• **TASK STATEMENT**
Locate every line in the records below that holds the word "DomainError" and return each one.

• **Stored data entries**

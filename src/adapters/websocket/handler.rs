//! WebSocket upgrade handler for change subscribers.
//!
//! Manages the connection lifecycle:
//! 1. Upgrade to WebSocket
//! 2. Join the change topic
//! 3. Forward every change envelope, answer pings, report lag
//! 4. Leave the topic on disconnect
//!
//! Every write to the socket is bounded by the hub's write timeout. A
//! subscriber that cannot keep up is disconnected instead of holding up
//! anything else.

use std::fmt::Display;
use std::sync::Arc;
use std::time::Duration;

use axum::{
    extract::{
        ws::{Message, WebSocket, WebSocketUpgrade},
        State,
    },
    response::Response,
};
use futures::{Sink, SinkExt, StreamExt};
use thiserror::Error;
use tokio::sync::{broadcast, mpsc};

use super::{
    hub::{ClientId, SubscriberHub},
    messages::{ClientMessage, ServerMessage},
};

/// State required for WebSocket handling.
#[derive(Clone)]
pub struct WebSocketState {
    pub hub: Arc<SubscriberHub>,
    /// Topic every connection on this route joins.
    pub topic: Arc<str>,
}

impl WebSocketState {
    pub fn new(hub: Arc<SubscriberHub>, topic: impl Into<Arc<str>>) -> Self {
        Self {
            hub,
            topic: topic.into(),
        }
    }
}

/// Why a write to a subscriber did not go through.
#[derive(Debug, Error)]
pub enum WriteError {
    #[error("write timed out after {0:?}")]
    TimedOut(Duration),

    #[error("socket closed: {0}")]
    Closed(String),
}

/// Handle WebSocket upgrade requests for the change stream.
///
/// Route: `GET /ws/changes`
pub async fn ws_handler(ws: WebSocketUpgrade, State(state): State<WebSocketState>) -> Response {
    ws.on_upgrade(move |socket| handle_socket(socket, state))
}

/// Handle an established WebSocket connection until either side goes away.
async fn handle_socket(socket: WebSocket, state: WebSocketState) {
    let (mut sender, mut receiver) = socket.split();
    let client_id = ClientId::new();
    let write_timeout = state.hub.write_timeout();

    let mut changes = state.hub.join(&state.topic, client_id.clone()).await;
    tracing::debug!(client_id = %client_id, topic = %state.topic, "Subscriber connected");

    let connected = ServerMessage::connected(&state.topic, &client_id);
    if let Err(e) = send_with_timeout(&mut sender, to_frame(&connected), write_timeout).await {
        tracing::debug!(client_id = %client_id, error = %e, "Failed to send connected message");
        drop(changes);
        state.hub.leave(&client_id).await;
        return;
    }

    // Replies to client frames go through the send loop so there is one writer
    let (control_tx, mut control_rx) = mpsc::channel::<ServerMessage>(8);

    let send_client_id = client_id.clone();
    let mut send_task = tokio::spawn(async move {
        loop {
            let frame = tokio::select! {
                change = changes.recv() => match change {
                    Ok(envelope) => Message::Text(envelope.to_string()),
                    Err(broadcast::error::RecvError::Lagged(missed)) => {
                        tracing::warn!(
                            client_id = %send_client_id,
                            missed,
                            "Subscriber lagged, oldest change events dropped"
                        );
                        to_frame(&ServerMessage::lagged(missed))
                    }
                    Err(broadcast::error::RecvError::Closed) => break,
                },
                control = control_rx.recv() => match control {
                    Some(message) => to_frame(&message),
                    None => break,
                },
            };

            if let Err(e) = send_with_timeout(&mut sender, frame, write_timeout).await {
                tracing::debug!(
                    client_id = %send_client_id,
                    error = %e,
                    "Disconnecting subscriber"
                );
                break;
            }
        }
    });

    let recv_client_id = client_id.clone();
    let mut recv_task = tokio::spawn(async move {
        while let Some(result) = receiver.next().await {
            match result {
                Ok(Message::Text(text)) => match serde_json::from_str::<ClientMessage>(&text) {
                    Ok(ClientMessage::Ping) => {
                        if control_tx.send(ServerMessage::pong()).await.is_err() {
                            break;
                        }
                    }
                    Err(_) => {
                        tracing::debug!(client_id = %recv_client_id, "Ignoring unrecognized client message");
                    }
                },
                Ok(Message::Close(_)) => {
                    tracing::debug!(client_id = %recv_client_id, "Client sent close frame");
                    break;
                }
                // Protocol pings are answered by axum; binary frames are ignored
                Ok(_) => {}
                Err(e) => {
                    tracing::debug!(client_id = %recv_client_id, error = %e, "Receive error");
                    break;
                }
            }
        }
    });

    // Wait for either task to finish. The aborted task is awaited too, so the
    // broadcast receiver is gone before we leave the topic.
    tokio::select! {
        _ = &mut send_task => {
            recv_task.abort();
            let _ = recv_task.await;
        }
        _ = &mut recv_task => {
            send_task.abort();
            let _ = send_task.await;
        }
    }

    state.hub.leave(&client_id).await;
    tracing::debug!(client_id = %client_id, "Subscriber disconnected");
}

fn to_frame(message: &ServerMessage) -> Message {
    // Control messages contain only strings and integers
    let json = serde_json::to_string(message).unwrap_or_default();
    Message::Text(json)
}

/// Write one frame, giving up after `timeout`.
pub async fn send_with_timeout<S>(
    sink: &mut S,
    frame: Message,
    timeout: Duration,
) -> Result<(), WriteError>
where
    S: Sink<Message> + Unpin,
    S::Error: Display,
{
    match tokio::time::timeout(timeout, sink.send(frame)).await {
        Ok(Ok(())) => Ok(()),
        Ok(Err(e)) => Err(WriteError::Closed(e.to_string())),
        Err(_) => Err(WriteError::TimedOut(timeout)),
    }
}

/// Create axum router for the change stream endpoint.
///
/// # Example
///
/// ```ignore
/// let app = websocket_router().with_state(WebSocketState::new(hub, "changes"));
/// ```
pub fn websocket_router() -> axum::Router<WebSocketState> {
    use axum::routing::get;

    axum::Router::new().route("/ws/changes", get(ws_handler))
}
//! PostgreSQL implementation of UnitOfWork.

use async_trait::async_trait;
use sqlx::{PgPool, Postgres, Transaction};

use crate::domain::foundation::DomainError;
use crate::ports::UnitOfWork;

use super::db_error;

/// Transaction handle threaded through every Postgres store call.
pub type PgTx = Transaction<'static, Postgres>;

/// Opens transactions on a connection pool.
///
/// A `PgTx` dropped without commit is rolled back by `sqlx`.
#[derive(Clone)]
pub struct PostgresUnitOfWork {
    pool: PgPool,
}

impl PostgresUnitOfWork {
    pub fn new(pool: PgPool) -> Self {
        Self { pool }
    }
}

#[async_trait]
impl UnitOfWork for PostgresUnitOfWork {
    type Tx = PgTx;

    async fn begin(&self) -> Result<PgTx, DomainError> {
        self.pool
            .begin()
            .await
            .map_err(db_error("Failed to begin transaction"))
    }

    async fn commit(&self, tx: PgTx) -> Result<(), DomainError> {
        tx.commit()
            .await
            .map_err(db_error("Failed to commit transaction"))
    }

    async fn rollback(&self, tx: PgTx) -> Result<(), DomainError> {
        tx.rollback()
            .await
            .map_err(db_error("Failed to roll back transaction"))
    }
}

• **TASK ANSWER**
use crate::domain::foundation::DomainError;
    async fn begin(&self) -> Result<PgTx, DomainError> {
    async fn commit(&self, tx: PgTx) -> Result<(), DomainError> {
    async fn rollback(&self, tx: PgTx) -> Result<(), DomainError> {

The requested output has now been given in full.